**Exercise objective:**
Where a line of the records holds the string "contents", copy that line.

**Records supplied:**

☆ ☆ ☆ ☆ ☆

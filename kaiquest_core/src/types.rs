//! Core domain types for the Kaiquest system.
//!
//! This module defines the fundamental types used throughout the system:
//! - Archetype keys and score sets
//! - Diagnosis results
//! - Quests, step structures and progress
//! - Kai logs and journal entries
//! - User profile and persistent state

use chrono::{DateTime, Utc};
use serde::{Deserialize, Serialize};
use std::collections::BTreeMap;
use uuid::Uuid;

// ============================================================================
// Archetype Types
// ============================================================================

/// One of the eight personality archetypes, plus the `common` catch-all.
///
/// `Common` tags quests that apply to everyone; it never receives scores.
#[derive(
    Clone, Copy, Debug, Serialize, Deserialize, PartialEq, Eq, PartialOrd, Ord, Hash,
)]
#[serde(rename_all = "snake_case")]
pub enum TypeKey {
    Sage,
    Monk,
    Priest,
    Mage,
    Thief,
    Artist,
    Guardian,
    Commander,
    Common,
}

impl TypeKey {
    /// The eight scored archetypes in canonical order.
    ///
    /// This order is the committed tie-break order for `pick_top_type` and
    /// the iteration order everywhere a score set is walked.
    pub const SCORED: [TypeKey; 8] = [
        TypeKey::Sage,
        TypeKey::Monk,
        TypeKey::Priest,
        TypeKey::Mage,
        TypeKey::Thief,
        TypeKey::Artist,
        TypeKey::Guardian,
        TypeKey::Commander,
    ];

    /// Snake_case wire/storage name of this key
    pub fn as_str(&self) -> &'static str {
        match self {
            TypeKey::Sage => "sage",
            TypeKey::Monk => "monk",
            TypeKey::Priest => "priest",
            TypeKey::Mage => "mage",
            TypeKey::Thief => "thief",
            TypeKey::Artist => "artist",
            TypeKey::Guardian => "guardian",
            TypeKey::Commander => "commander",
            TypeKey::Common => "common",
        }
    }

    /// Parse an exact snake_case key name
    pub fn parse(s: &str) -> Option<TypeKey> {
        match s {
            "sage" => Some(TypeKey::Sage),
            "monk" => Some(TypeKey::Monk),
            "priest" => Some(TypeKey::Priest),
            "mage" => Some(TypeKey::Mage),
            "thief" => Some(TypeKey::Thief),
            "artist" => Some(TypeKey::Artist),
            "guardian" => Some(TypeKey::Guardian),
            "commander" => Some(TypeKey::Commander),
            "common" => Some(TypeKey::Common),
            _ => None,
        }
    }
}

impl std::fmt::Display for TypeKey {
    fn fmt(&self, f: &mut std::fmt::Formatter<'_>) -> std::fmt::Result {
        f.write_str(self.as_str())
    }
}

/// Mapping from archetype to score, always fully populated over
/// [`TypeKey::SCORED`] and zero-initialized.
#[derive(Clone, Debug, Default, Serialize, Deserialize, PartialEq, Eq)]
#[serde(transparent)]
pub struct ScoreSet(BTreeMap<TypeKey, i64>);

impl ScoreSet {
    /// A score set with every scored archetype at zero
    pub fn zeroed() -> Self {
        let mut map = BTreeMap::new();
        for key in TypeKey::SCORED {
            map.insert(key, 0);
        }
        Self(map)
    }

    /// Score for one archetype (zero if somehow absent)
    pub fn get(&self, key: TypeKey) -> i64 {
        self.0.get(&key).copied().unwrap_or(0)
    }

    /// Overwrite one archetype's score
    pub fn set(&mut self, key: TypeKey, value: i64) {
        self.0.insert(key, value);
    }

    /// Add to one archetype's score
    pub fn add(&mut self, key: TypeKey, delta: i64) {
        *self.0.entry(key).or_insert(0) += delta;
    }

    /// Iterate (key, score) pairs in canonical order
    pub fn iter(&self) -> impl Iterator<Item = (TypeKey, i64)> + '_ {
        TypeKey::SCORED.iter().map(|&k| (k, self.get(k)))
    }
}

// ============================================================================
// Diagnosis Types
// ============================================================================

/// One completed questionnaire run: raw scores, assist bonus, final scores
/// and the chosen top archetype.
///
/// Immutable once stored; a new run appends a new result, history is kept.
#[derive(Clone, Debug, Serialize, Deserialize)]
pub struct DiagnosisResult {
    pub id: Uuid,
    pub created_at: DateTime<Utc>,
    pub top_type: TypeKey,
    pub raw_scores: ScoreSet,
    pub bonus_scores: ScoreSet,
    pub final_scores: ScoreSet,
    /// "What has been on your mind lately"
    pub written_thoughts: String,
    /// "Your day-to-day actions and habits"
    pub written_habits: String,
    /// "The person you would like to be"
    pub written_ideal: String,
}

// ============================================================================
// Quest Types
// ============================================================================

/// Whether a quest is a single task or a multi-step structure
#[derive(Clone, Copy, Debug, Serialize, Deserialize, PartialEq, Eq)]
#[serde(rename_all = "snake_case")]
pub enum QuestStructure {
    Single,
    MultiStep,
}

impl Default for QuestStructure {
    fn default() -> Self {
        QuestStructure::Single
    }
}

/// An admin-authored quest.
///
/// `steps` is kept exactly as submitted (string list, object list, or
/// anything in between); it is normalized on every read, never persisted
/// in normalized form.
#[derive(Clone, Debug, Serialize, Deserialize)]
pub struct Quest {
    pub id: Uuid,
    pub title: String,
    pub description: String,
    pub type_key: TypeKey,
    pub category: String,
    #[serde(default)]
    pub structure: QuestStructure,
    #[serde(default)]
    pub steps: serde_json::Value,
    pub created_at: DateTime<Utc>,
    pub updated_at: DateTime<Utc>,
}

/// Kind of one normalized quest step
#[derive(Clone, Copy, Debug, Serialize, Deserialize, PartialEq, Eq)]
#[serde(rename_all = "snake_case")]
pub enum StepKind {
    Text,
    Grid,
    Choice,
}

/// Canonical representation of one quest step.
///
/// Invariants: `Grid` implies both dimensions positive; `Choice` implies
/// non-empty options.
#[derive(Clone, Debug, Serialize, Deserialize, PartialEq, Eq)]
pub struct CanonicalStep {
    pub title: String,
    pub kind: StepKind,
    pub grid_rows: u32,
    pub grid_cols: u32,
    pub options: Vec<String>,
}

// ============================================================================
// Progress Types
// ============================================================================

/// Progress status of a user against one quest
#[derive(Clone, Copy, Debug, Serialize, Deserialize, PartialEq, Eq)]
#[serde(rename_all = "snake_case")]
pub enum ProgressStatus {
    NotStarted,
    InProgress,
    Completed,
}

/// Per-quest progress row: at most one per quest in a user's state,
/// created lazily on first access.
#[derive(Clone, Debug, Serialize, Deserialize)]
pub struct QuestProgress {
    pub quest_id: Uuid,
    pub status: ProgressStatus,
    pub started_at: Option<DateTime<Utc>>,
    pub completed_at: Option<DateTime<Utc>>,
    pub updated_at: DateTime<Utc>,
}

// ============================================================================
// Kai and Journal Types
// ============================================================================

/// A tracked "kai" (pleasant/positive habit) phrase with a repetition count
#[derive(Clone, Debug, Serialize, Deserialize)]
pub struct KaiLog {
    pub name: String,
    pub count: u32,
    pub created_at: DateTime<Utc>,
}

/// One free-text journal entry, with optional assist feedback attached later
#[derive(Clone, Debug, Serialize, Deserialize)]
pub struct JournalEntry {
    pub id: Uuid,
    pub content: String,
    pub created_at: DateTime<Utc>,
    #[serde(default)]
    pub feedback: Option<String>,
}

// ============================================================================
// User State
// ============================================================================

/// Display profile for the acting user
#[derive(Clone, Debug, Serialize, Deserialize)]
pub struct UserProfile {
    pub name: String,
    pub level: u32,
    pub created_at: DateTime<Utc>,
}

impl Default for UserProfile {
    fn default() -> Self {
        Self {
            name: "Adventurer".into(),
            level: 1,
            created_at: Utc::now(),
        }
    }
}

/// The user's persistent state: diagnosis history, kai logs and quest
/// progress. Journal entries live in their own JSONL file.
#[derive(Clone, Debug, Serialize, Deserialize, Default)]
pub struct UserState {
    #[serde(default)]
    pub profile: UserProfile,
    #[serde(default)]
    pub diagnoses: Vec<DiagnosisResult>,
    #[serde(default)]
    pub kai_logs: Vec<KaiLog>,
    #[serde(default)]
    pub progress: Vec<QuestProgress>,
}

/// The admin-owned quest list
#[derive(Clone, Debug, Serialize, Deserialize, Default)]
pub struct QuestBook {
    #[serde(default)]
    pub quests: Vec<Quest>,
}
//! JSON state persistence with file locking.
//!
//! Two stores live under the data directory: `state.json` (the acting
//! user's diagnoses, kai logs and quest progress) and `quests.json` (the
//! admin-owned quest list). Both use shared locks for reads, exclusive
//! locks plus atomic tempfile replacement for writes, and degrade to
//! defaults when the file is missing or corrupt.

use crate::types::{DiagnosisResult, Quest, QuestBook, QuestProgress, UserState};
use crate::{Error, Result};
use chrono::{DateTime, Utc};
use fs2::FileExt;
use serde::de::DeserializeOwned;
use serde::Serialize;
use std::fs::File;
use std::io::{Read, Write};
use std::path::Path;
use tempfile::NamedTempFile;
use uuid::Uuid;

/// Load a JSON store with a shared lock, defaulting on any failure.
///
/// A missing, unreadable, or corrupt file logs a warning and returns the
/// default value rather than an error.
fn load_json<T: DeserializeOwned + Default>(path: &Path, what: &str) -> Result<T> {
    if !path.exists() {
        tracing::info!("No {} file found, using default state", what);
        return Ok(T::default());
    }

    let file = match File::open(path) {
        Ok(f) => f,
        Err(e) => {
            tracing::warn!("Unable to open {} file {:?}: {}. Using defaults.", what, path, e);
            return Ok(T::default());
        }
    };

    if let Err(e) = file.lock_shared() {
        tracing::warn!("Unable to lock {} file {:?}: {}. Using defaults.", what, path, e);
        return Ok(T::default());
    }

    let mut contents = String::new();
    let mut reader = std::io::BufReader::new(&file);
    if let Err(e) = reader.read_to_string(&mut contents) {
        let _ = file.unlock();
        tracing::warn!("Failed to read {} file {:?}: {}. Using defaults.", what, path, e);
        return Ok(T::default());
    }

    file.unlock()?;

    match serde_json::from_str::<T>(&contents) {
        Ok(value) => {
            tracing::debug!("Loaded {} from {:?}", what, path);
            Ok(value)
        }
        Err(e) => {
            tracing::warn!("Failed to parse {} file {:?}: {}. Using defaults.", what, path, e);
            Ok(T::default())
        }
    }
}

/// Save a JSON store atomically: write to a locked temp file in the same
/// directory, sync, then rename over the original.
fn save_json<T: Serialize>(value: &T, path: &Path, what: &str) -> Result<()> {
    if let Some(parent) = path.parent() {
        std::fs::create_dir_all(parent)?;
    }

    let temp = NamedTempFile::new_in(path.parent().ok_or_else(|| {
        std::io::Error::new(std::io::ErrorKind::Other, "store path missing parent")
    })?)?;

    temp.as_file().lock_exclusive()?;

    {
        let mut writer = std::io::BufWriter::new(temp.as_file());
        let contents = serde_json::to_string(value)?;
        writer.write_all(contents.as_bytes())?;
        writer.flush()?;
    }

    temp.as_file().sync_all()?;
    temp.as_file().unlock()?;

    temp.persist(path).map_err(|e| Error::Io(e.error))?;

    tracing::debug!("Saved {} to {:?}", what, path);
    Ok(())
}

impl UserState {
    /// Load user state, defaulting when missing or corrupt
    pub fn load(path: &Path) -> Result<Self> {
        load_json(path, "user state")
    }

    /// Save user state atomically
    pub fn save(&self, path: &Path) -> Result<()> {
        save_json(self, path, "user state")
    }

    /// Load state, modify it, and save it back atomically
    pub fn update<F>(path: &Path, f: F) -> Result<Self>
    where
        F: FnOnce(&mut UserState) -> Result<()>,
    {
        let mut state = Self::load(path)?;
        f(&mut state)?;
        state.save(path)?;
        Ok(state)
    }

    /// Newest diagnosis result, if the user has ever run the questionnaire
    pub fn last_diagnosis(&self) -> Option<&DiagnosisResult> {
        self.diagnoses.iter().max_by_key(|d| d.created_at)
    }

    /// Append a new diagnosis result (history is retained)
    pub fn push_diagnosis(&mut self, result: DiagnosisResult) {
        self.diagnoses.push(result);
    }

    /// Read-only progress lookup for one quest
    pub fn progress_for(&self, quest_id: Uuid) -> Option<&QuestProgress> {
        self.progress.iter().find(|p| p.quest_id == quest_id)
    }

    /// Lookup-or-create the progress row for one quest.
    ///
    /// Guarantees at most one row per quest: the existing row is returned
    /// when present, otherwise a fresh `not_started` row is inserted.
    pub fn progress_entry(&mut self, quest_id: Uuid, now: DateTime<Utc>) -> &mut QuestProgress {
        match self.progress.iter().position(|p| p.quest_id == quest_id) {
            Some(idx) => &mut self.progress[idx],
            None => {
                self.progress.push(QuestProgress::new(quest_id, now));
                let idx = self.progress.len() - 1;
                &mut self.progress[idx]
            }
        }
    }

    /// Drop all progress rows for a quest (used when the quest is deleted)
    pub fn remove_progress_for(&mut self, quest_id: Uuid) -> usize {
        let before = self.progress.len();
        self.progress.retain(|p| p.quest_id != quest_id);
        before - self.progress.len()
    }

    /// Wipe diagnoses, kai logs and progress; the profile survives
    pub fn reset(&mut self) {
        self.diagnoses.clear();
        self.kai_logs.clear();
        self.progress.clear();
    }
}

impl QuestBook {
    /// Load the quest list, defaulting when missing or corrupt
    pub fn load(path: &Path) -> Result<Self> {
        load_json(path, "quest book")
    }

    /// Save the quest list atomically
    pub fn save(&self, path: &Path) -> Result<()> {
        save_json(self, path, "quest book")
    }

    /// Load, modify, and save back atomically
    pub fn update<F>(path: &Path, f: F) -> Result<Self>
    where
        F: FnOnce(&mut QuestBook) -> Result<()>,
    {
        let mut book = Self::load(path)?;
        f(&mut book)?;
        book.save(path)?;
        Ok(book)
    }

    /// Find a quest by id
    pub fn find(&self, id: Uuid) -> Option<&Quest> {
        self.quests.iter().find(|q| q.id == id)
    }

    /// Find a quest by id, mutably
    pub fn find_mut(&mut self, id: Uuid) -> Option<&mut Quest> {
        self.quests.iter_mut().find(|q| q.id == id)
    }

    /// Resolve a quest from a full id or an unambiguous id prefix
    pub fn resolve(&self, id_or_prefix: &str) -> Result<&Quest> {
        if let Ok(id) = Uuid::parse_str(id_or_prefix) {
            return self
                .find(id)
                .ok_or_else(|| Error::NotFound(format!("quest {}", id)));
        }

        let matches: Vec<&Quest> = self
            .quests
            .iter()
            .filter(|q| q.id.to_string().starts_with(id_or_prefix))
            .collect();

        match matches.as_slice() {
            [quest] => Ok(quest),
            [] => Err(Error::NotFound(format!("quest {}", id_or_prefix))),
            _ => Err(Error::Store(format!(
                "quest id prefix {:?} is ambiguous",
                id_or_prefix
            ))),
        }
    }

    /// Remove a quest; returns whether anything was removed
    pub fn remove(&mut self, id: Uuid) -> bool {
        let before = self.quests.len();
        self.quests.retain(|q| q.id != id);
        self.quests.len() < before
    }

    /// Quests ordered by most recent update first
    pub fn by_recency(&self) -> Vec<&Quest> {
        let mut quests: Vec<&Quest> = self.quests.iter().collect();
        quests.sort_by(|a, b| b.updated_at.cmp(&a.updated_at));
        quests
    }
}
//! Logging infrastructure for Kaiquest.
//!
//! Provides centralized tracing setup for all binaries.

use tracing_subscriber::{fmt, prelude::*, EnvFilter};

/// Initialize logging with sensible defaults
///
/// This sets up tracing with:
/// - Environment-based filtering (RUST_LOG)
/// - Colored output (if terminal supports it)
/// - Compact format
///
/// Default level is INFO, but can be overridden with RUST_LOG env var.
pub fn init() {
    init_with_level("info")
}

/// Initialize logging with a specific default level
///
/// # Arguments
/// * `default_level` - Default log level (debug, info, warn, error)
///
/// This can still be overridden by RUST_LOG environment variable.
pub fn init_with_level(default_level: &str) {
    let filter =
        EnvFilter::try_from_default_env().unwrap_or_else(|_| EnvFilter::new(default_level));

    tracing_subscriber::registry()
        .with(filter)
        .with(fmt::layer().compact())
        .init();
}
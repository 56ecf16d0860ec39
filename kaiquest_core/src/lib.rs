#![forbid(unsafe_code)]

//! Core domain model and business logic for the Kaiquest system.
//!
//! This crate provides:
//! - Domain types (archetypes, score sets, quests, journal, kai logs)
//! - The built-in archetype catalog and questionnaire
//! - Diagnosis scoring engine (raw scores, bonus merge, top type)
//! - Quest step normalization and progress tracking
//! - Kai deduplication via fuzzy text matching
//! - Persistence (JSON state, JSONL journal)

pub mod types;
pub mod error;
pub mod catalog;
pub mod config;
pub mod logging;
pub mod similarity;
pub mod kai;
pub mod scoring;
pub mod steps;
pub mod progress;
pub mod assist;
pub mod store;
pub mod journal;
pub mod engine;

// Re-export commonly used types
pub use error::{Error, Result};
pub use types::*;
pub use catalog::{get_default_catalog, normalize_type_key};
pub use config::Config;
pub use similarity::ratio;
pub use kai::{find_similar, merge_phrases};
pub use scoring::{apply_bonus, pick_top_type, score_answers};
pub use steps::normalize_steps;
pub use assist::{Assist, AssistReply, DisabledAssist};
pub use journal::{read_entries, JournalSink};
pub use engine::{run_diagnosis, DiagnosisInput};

☆ ☆ ☆ ☆ ☆

**Task response:**
    let mut contents = String::new();
    if let Err(e) = reader.read_to_string(&mut contents) {
    match serde_json::from_str::<T>(&contents) {
        let contents = serde_json::to_string(value)?;
        writer.write_all(contents.as_bytes())?;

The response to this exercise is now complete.